1. We’ll simulate this using a simple polynomial-like model.

import random

# Step 1: Generate Data (y = 2x + 1 + noise)
def generate_data(n=20):
    data = []
    for _ in range(n):
        x = random.uniform(0, 10)
        noise = random.uniform(-1, 1)
        y = 2 * x + 1 + noise  # True underlying function
        data.append((x, y))
    return data

train_data = generate_data(20)
test_data = generate_data(10)

# Step 2: Predict with simple linear model (Underfitting)
def predict_linear(x, w, b):
    return w * x + b

# Step 3: Predict with complex model (Overfitting mimic with high-degree poly)
def predict_complex(x, weights):
    # Simulate high degree polynomial: y = w0 + w1*x + w2*x^2 + ... + w5*x^5
    return sum([weights[i] * (x ** i) for i in range(len(weights))])

# Step 4: Evaluate Mean Squared Error
def mse(data, predict_fn):
    error = 0
    for x, y in data:
        y_pred = predict_fn(x)
        error += (y - y_pred) ** 2
    return error / len(data)

# Underfitting: Model too simple
w_simple = 0.5
b_simple = 0.5
underfit_predict = lambda x: predict_linear(x, w_simple, b_simple)

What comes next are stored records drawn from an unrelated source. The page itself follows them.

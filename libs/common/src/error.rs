//! Custom error types for the common library
//!
//! This module defines the database error types shared by every service.

use sqlx::Error as SqlxError;
use sqlx::migrate::MigrateError;
use thiserror::Error;

/// Custom error type for database operations
#[derive(Error, Debug)]
pub enum DatabaseError {
    /// Error occurred during database connection
    #[error("Database connection error: {0}")]
    Connection(#[source] SqlxError),

    /// Error occurred during database query execution
    #[error("Database query error: {0}")]
    Query(#[source] SqlxError),

    /// Error occurred while applying database migrations
    #[error("Database migration error: {0}")]
    Migration(#[from] MigrateError),

    /// Configuration error
    #[error("Database configuration error: {0}")]
    Configuration(String),
}

/// Type alias for Result with DatabaseError
pub type DatabaseResult<T> = Result<T, DatabaseError>;
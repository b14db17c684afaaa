//! Tag repository for database operations

use sqlx::{PgPool, Row};
use std::collections::HashSet;
use uuid::Uuid;

use crate::error::{ApiError, ApiResult};
use crate::models::tag::Tag;

/// Tag repository
#[derive(Clone)]
pub struct TagRepository {
    pool: PgPool,
}

impl TagRepository {
    /// Create a new tag repository
    pub fn new(pool: PgPool) -> Self {
        Self { pool }
    }

    /// Get all tags ordered by name
    pub async fn list(&self) -> ApiResult<Vec<Tag>> {
        let tags = sqlx::query_as::<_, Tag>("SELECT id, name, slug FROM tags ORDER BY name")
            .fetch_all(&self.pool)
            .await?;

        Ok(tags)
    }

    /// Find a tag by ID
    pub async fn find_by_id(&self, id: Uuid) -> ApiResult<Option<Tag>> {
        let tag = sqlx::query_as::<_, Tag>("SELECT id, name, slug FROM tags WHERE id = $1")
            .bind(id)
            .fetch_optional(&self.pool)
            .await?;

        Ok(tag)
    }

    /// Check that every id resolves to a tag, reporting the first that does not
    pub async fn require_all(&self, ids: &[Uuid], field: &'static str) -> ApiResult<()> {
        let found: Vec<Uuid> = sqlx::query_scalar("SELECT id FROM tags WHERE id = ANY($1)")
            .bind(ids)
            .fetch_all(&self.pool)
            .await?;
        let found: HashSet<Uuid> = found.into_iter().collect();

        for id in ids {
            if !found.contains(id) {
                return Err(ApiError::UnknownEntry { field, id: *id });
            }
        }

        Ok(())
    }

    /// Tags linked to each of the given recipes
    pub async fn for_recipes(&self, recipe_ids: &[Uuid]) -> ApiResult<Vec<(Uuid, Tag)>> {
        let rows = sqlx::query(
            r#"
            SELECT rt.recipe_id, t.id, t.name, t.slug
            FROM recipe_tags rt
            JOIN tags t ON t.id = rt.tag_id
            WHERE rt.recipe_id = ANY($1)
            ORDER BY t.name
            "#,
        )
        .bind(recipe_ids)
        .fetch_all(&self.pool)
        .await?;

        let tags = rows
            .into_iter()
            .map(|row| {
                (
                    row.get("recipe_id"),
                    Tag {
                        id: row.get("id"),
                        name: row.get("name"),
                        slug: row.get("slug"),
                    },
                )
            })
            .collect();

        Ok(tags)
    }
}
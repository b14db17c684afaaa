//! Subscription service: followed-author cards with recipe previews

use std::collections::HashMap;
use tracing::info;
use uuid::Uuid;

use crate::error::{ApiError, ApiResult};
use crate::models::recipe::ShortRecipeResponse;
use crate::models::user::{FollowedUserResponse, User, UserResponse};
use crate::models::{Page, Paging};
use crate::repositories::{FollowRepository, RecipeRepository};
use crate::validation;

/// Subscription service
#[derive(Clone)]
pub struct SubscriptionService {
    follows: FollowRepository,
    recipes: RecipeRepository,
}

impl SubscriptionService {
    /// Create a new subscription service
    pub fn new(follows: FollowRepository, recipes: RecipeRepository) -> Self {
        Self { follows, recipes }
    }

    /// Subscribe the caller to the author and return the author's card
    pub async fn subscribe(
        &self,
        caller: &User,
        author: &User,
        recipes_limit: Option<u32>,
    ) -> ApiResult<FollowedUserResponse> {
        validation::validate_not_self(caller.id, author.id)?;

        self.follows.add(caller.id, author.id).await?;
        info!("User {} subscribed to {}", caller.id, author.id);

        let mut cards = self
            .cards(std::slice::from_ref(author), recipes_limit)
            .await?;
        cards
            .pop()
            .ok_or_else(|| ApiError::Internal("card assembly dropped the author".to_string()))
    }

    /// Unsubscribe, reporting when there was no subscription
    pub async fn unsubscribe(&self, caller: &User, author_id: Uuid) -> ApiResult<()> {
        self.follows.remove(caller.id, author_id).await?;
        info!("User {} unsubscribed from {}", caller.id, author_id);

        Ok(())
    }

    /// Page of authors the caller follows, each with a recipe preview
    pub async fn list(
        &self,
        caller: &User,
        paging: Paging,
        recipes_limit: Option<u32>,
    ) -> ApiResult<Page<FollowedUserResponse>> {
        let (authors, total) = self.follows.following(caller.id, paging).await?;
        let items = self.cards(&authors, recipes_limit).await?;

        Ok(Page {
            items,
            page: paging.page,
            limit: paging.limit,
            total,
        })
    }

    /// Assemble followed-author cards
    ///
    /// `recipes_limit` truncates each preview, but `recipes_count` always
    /// reports the author's full total. These are cards for authors the
    /// caller follows, so `is_subscribed` is true by construction.
    async fn cards(
        &self,
        authors: &[User],
        recipes_limit: Option<u32>,
    ) -> ApiResult<Vec<FollowedUserResponse>> {
        if authors.is_empty() {
            return Ok(Vec::new());
        }

        let author_ids: Vec<Uuid> = authors.iter().map(|author| author.id).collect();

        let mut recipes_by_author: HashMap<Uuid, Vec<ShortRecipeResponse>> = HashMap::new();
        for recipe in self.recipes.by_authors(&author_ids).await? {
            recipes_by_author
                .entry(recipe.author_id)
                .or_default()
                .push(ShortRecipeResponse::from_recipe(&recipe));
        }

        if let Some(limit) = recipes_limit {
            for recipes in recipes_by_author.values_mut() {
                recipes.truncate(limit as usize);
            }
        }

        let counts: HashMap<Uuid, i64> = self
            .recipes
            .count_by_authors(&author_ids)
            .await?
            .into_iter()
            .collect();

        let mut cards = Vec::with_capacity(authors.len());
        for author in authors {
            cards.push(FollowedUserResponse {
                user: UserResponse::from_user(author, true),
                recipes: recipes_by_author.remove(&author.id).unwrap_or_default(),
                recipes_count: counts.get(&author.id).copied().unwrap_or(0),
            });
        }

        Ok(cards)
    }
}
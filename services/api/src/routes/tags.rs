//! Tag handlers

use axum::{
    Json,
    extract::{Path, State},
    response::IntoResponse,
};
use uuid::Uuid;

use crate::{error::ApiError, state::AppState};

/// Get all tags
pub async fn list(State(state): State<AppState>) -> Result<impl IntoResponse, ApiError> {
    let tags = state.tags.list().await?;

    Ok(Json(tags))
}

/// Get a tag by ID
pub async fn detail(
    State(state): State<AppState>,
    Path(id): Path<Uuid>,
) -> Result<impl IntoResponse, ApiError> {
    let tag = state
        .tags
        .find_by_id(id)
        .await?
        .ok_or(ApiError::NotFound("Tag"))?;

    Ok(Json(tag))
}
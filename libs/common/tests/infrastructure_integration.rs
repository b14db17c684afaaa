//! Integration tests for the infrastructure components
//!
//! These tests verify that PostgreSQL is properly configured and accessible
//! from the application. They need a running database, so they are ignored
//! by default; run them with `cargo test -- --ignored`.

use common::database::{DatabaseConfig, health_check, init_pool};
use sqlx::Row;

/// Test that verifies PostgreSQL is accessible and can perform basic operations
#[tokio::test]
#[ignore = "requires a running PostgreSQL instance"]
async fn test_infrastructure_integration() -> Result<(), Box<dyn std::error::Error>> {
    // Initialize PostgreSQL connection pool
    let db_config = DatabaseConfig::from_env()?;
    let pool = init_pool(&db_config).await?;

    // Verify PostgreSQL connectivity
    assert!(health_check(&pool).await?, "Database health check failed");

    // Perform a simple query to test database connectivity
    let row = sqlx::query("SELECT 1 as result").fetch_one(&pool).await?;

    let result: i32 = row.get("result");
    assert_eq!(result, 1, "PostgreSQL simple query test failed");

    Ok(())
}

# Overfitting: Model too complex
w_complex = [1, 0.5, -0.2, 0.1, -0.05, 0.02]  # over-tuned weights
overfit_predict = lambda x: predict_complex(x, w_complex)

# Ground truth model (close to reality)
true_predict = lambda x: 2 * x + 1

print("Training MSE:")
print("Underfitting Model:", mse(train_data, underfit_predict))
print("Overfitting Model :", mse(train_data, overfit_predict))
print("True Model        :", mse(train_data, true_predict))

print("\nTesting MSE:")
print("Underfitting Model:", mse(test_data, underfit_predict))
print("Overfitting Model :", mse(test_data, overfit_predict))
print("True Model        :", mse(test_data, true_predict))

Sample Output You May See:

Training MSE:
Underfitting Model: 59.55756432821365
Overfitting Model : 78237.63722256606
True Model : 0.2031184902109579

Testing MSE:
Underfitting Model: 77.43513174946756
Overfitting Model : 60178.331390988395
True Model : 0.36663658392975257

Here, underfitting model fails on both, overfitting model wins on training but fails on test, and true model generalizes well

2. Statement:

A model that appears to be overfitted on a small dataset might perform just fine (i.e., not overfitted) on a much larger dataset of the same nature.

Why This Happens:

1. Overfitting is about memorizing noise

  • On a small dataset, a complex model might memorize specific patterns or noise, leading to poor generalization.
  • But on a larger dataset, the model has more diverse examples to learn from, making it harder to memorize and easier to learn general patterns.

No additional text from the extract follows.